Sir Henry Clinton, Howe's second-incommand, had returned to New York in the sweltering heat of July 5 and was astounded when Howe informed him of his intent to move with the army to Pennsylvania. For three weeks he argued and tried to reason with his superior that he should operate on the Hudson and cooperate with Burgoyne, but to no avail; but despite all, even after the fleet sailed, he could not shake the belief that Howe was deceiving everybody and would return to the Hudson. Morose and withdrawn and saddled with what he considered a "damned starved defensive", Clinton brooded for two months in his New York headquarters, obsessed with fear of Washington and an American attack.

SIR HENRY CLINTON (1730-1795), Commander-in-Chief of His Majesty's Forces in North America, 1778-1782. Engraved by Francesco Bartolozzi (1725-1815), from a portrait by John Smart (c. 1741-1811). Published in London, 1780.

The anticipated arrival of reinforcements from England had much to do with shaking him from his lethargy, and the New Jersey raid was not the sole result of his suddenly aggressive mind. On September 24 and during the next two days a fleet of forty-two sail under convoy of two frigates stood into the harbor and cast anchor, bringing recruits and a distinguished officer personnel and a vast quantity of stores and provisions.

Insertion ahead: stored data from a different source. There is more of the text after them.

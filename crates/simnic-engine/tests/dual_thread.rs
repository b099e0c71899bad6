//! The dual mode runs both loops at once; these tests pin the split of work
//! between the calling thread and the receive worker.

use std::sync::atomic::{AtomicBool, Ordering};
use std::thread;
use std::time::{Duration, Instant};

use simnic_engine::{run_dual, TransferContext};
use simnic_ring::{RING_AREA, RING_SLOTS};
use simnic_shmem::SharedRegion;

fn wait_until(deadline: Duration, mut cond: impl FnMut() -> bool) {
    let start = Instant::now();
    while !cond() {
        assert!(
            start.elapsed() < deadline,
            "condition not reached within {deadline:?}"
        );
        thread::sleep(Duration::from_millis(1));
    }
}

#[test]
fn dual_transfer_merges_both_sides() {
    let region = SharedRegion::anonymous(RING_AREA).unwrap();
    let stop = AtomicBool::new(false);
    let mut ctx = TransferContext::new(&region, &stop).unwrap();
    ctx.tx().reset_ownership();
    ctx.rx().reset_ownership();
    ctx.max_steps = Some(RING_SLOTS as u64);

    for index in 0..RING_SLOTS {
        ctx.tx().slot(index).set_owned_by_peer(true);
    }

    let totals = run_dual(&ctx).expect("dual transfer failed");

    // The transmit side drains its full budget; the receive side spends its
    // budget on the fill pass, which reports as zero.
    assert_eq!(totals.tx_packets, 32);
    assert_eq!(totals.rx_packets, 0);
    assert_eq!(totals.rx_bytes, 0);

    for index in 0..RING_SLOTS {
        assert!(!ctx.tx().slot(index).csr().owned_by_peer());
        assert!(!ctx.rx().slot(index).csr().owned_by_peer());
    }
}

#[test]
fn dual_transfer_honors_one_stop_flag() {
    let region = SharedRegion::anonymous(RING_AREA).unwrap();
    let stop = AtomicBool::new(false);
    let ctx = TransferContext::new(&region, &stop).unwrap();
    ctx.tx().reset_ownership();
    ctx.rx().reset_ownership();

    for index in 0..4 {
        ctx.tx().slot(index).set_owned_by_peer(true);
    }

    thread::scope(|scope| {
        scope.spawn(|| {
            wait_until(Duration::from_secs(5), || {
                let tx_done = (0..4).all(|index| !ctx.tx().slot(index).csr().owned_by_peer());
                let rx_done =
                    (0..RING_SLOTS).all(|index| !ctx.rx().slot(index).csr().owned_by_peer());
                tx_done && rx_done
            });
            stop.store(true, Ordering::Release);
        });

        let totals = run_dual(&ctx).expect("dual transfer failed");
        assert_eq!(totals.tx_packets, 4);
        assert_eq!(totals.rx_packets, 0);
    });
}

Importuned by Burgoyne in a message received by secret courier at New York on September 29 that an attack or even the menace of an attack upon Fort Montgomery would be of use in drawing away part of the army opposing him ("Do it, my dear friend directly"), Clinton prepared what he considered a "small diversion" to facilitate Burgoyne's movements. Unknowingly, he was to succeed beyond expectation.

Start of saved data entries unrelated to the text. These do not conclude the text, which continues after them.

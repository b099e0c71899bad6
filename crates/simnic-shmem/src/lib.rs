//! Shared-memory mappings for the descriptor-ring emulator.
//!
//! A [`SharedRegion`] is a `MAP_SHARED` view of a file or shm object that a peer
//! process (or another thread of this one) mutates concurrently. Plain `&[u8]`
//! borrows into such memory would be unsound, so every access goes through
//! atomic cells instead:
//!
//! - Bulk payload bytes use `AtomicU8` with relaxed ordering.
//! - Control words use `AtomicU32`; callers pick the ordering so that a word
//!   acting as a handoff flag can publish the bytes written before it.
//!
//! The mapping itself is created and torn down with `libc` (`open`/`mmap`/
//! `munmap`), and all raw-pointer handling stays inside this crate.

use std::ffi::CString;
use std::io;
use std::mem;
use std::os::unix::ffi::OsStrExt;
use std::path::{Path, PathBuf};
use std::ptr;
use std::slice;
use std::sync::atomic::{AtomicU32, AtomicU8, Ordering};

use thiserror::Error;

/// Errors from mapping or accessing a shared region.
#[derive(Debug, Error)]
pub enum ShmemError {
    #[error("open {}: {source}", path.display())]
    Open {
        path: PathBuf,
        #[source]
        source: io::Error,
    },
    #[error("stat {}: {source}", path.display())]
    Stat {
        path: PathBuf,
        #[source]
        source: io::Error,
    },
    #[error("size {} to {len} bytes: {source}", path.display())]
    Size {
        path: PathBuf,
        len: usize,
        #[source]
        source: io::Error,
    },
    #[error("{} holds {have} bytes, need at least {need}", path.display())]
    TooSmall { path: PathBuf, have: u64, need: usize },
    #[error("map {len} bytes of {}: {source}", path.display())]
    Map {
        path: PathBuf,
        len: usize,
        #[source]
        source: io::Error,
    },
    #[error("map {len} anonymous bytes: {source}")]
    MapAnonymous {
        len: usize,
        #[source]
        source: io::Error,
    },
    #[error("range {offset:#x}+{len:#x} ends outside the {size:#x}-byte region")]
    OutOfRange { offset: usize, len: usize, size: usize },
    #[error("offset {offset:#x} is not aligned for a {size}-byte access")]
    Misaligned { offset: usize, size: usize },
    #[error("path {} contains an interior NUL byte", path.display())]
    BadPath { path: PathBuf },
}

impl ShmemError {
    fn out_of_range(offset: usize, len: usize, size: usize) -> Self {
        ShmemError::OutOfRange { offset, len, size }
    }
}

pub type ShmemResult<T> = Result<T, ShmemError>;

/// A `MAP_SHARED` mapping that both sides of the emulated DMA interface read
/// and write.
///
/// # Concurrency
///
/// The region never hands out `&[u8]` or `&mut [u8]`; a peer may store to any
/// byte at any time, and a plain reference would assert exclusive or frozen
/// memory that simply is not. Accessors return `&AtomicU8` / `&AtomicU32`
/// views or copy through them. The borrows keep the region alive, so a view
/// can never outlive the mapping it points into.
pub struct SharedRegion {
    base: *mut u8,
    len: usize,
    fd: libc::c_int,
}

// Safety: the region owns the mapping; all access to the memory goes through
// atomic operations, which are safe to issue from any thread.
unsafe impl Send for SharedRegion {}
unsafe impl Sync for SharedRegion {}

impl SharedRegion {
    /// Maps an existing file or shm object read-write.
    ///
    /// Fails if the object is missing or holds fewer than `len` bytes; a
    /// short mapping would fault on first access instead of erroring here.
    pub fn open(path: &Path, len: usize) -> ShmemResult<Self> {
        let c_path = c_path(path)?;
        // Safety: `c_path` is a valid NUL-terminated string.
        let fd = unsafe { libc::open(c_path.as_ptr(), libc::O_RDWR) };
        if fd < 0 {
            return Err(ShmemError::Open {
                path: path.to_path_buf(),
                source: io::Error::last_os_error(),
            });
        }
        // Safety: `fd` is open and `stat` is a plain-data out parameter.
        let mut stat: libc::stat = unsafe { mem::zeroed() };
        if unsafe { libc::fstat(fd, &mut stat) } != 0 {
            let source = io::Error::last_os_error();
            // Safety: `fd` is open and not used past this point.
            unsafe { libc::close(fd) };
            return Err(ShmemError::Stat {
                path: path.to_path_buf(),
                source,
            });
        }
        let have = stat.st_size as u64;
        if have < len as u64 {
            // Safety: `fd` is open and not used past this point.
            unsafe { libc::close(fd) };
            return Err(ShmemError::TooSmall {
                path: path.to_path_buf(),
                have,
                need: len,
            });
        }
        Self::map_fd(fd, len).map_err(|source| ShmemError::Map {
            path: path.to_path_buf(),
            len,
            source,
        })
    }

    /// Creates (or reuses) the object at `path` and sizes it to `len` bytes
    /// before mapping it.
    pub fn create(path: &Path, len: usize) -> ShmemResult<Self> {
        let c_path = c_path(path)?;
        // Safety: `c_path` is a valid NUL-terminated string.
        let fd = unsafe { libc::open(c_path.as_ptr(), libc::O_RDWR | libc::O_CREAT, 0o600) };
        if fd < 0 {
            return Err(ShmemError::Open {
                path: path.to_path_buf(),
                source: io::Error::last_os_error(),
            });
        }
        // Safety: `fd` is open for writing.
        if unsafe { libc::ftruncate(fd, len as libc::off_t) } != 0 {
            let source = io::Error::last_os_error();
            // Safety: `fd` is open and not used past this point.
            unsafe { libc::close(fd) };
            return Err(ShmemError::Size {
                path: path.to_path_buf(),
                len,
                source,
            });
        }
        Self::map_fd(fd, len).map_err(|source| ShmemError::Map {
            path: path.to_path_buf(),
            len,
            source,
        })
    }

    /// Maps `len` bytes of anonymous shared memory, not backed by any file.
    ///
    /// Useful when both sides of the interface live in one process.
    pub fn anonymous(len: usize) -> ShmemResult<Self> {
        // Safety: anonymous mapping request; no fd is involved.
        let base = unsafe {
            libc::mmap(
                ptr::null_mut(),
                len,
                libc::PROT_READ | libc::PROT_WRITE,
                libc::MAP_SHARED | libc::MAP_ANONYMOUS,
                -1,
                0,
            )
        };
        if base == libc::MAP_FAILED {
            return Err(ShmemError::MapAnonymous {
                len,
                source: io::Error::last_os_error(),
            });
        }
        Ok(SharedRegion {
            base: base as *mut u8,
            len,
            fd: -1,
        })
    }

    fn map_fd(fd: libc::c_int, len: usize) -> Result<Self, io::Error> {
        // Safety: `fd` is open read-write and the object holds at least `len`
        // bytes, checked by the callers.
        let base = unsafe {
            libc::mmap(
                ptr::null_mut(),
                len,
                libc::PROT_READ | libc::PROT_WRITE,
                libc::MAP_SHARED,
                fd,
                0,
            )
        };
        if base == libc::MAP_FAILED {
            let source = io::Error::last_os_error();
            // Safety: `fd` is open and not used past this point.
            unsafe { libc::close(fd) };
            return Err(source);
        }
        Ok(SharedRegion {
            base: base as *mut u8,
            len,
            fd,
        })
    }

    /// Size of the mapping in bytes.
    pub fn len(&self) -> usize {
        self.len
    }

    pub fn is_empty(&self) -> bool {
        self.len == 0
    }

    fn check_range(&self, offset: usize, len: usize) -> ShmemResult<()> {
        let end = offset
            .checked_add(len)
            .ok_or_else(|| ShmemError::out_of_range(offset, len, self.len))?;
        if end > self.len {
            return Err(ShmemError::out_of_range(offset, len, self.len));
        }
        Ok(())
    }

    /// Atomic view of `len` bytes starting at `offset`.
    pub fn atomic_bytes(&self, offset: usize, len: usize) -> ShmemResult<&[AtomicU8]> {
        self.check_range(offset, len)?;
        // Safety: the range lies inside the live mapping, `AtomicU8` has the
        // layout of `u8`, and the borrow of `self` keeps the mapping alive.
        Ok(unsafe { slice::from_raw_parts(self.base.add(offset) as *const AtomicU8, len) })
    }

    /// Atomic view of the 32-bit word at `offset`.
    ///
    /// The mapping starts on a page boundary, so in-region alignment is
    /// absolute alignment.
    pub fn atomic_u32(&self, offset: usize) -> ShmemResult<&AtomicU32> {
        self.check_range(offset, mem::size_of::<u32>())?;
        if offset % mem::align_of::<AtomicU32>() != 0 {
            return Err(ShmemError::Misaligned {
                offset,
                size: mem::size_of::<u32>(),
            });
        }
        // Safety: in bounds, aligned, and the borrow of `self` keeps the
        // mapping alive.
        Ok(unsafe { &*(self.base.add(offset) as *const AtomicU32) })
    }

    /// Copies bytes out of the region into `dst`.
    pub fn read_into(&self, offset: usize, dst: &mut [u8]) -> ShmemResult<()> {
        let cells = self.atomic_bytes(offset, dst.len())?;
        for (byte, cell) in dst.iter_mut().zip(cells) {
            *byte = cell.load(Ordering::Relaxed);
        }
        Ok(())
    }

    /// Copies `src` into the region at `offset`.
    pub fn write_from(&self, offset: usize, src: &[u8]) -> ShmemResult<()> {
        let cells = self.atomic_bytes(offset, src.len())?;
        for (byte, cell) in src.iter().zip(cells) {
            cell.store(*byte, Ordering::Relaxed);
        }
        Ok(())
    }

    /// Loads the 32-bit word at `offset` with the given ordering.
    pub fn load_u32(&self, offset: usize, order: Ordering) -> ShmemResult<u32> {
        Ok(self.atomic_u32(offset)?.load(order))
    }

    /// Stores a 32-bit word at `offset` with the given ordering.
    pub fn store_u32(&self, offset: usize, value: u32, order: Ordering) -> ShmemResult<()> {
        self.atomic_u32(offset)?.store(value, order);
        Ok(())
    }
}

impl Drop for SharedRegion {
    fn drop(&mut self) {
        // Safety: `base`/`len` describe a mapping we own; nothing can borrow
        // it past this point.
        unsafe {
            libc::munmap(self.base as *mut libc::c_void, self.len);
        }
        if self.fd >= 0 {
            // Safety: the descriptor is ours and still open.
            unsafe {
                libc::close(self.fd);
            }
        }
    }
}

fn c_path(path: &Path) -> ShmemResult<CString> {
    CString::new(path.as_os_str().as_bytes()).map_err(|_| ShmemError::BadPath {
        path: path.to_path_buf(),
    })
}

On the night of October 3 and 4 he went to the offensive with about 3,000 men and started towards the Highlands by land and water, first to Tarrytown, then to Verplanck's Point, and then on October 6, feinting in one direction, attacking in another, he adroitly out-maneuvered Putnam and transferred his main force to the west shore at King's Ferry and marched across the Dunderberg to capture Forts Clinton and Montgomery, stubbornly but futilely defended by the Clinton brothers and an outnumbered garrison.

Within three days the American Highland defense disintegrated completely; everything was lost to the enemy - the river forts, the Highland fleet, the Peekskill base, the Continental Village, the great chain was severed, the chevaux-de-frise was a failure, and the river was open to the Royal Navy. Putnam retreated to Fishkill, and the Clintons and survivors from the Popolopen forts to Little Britain and New Windsor, all helpless onlookers to what was happening. Two years of expense and effort had come to a bitter end.

On October 15 a "second expedition" of 1,700 men on board ships sailed from the Highlands and continued farther up the river under orders to feel for Burgoyne, cooperate with him, even join him if necessary, but it was a futile mission. Burgoyne surrendered, Kingston was destroyed by fire, and the shambles of burned houses along the river shores marked a route of desolation as far north as the Manor of Livingston.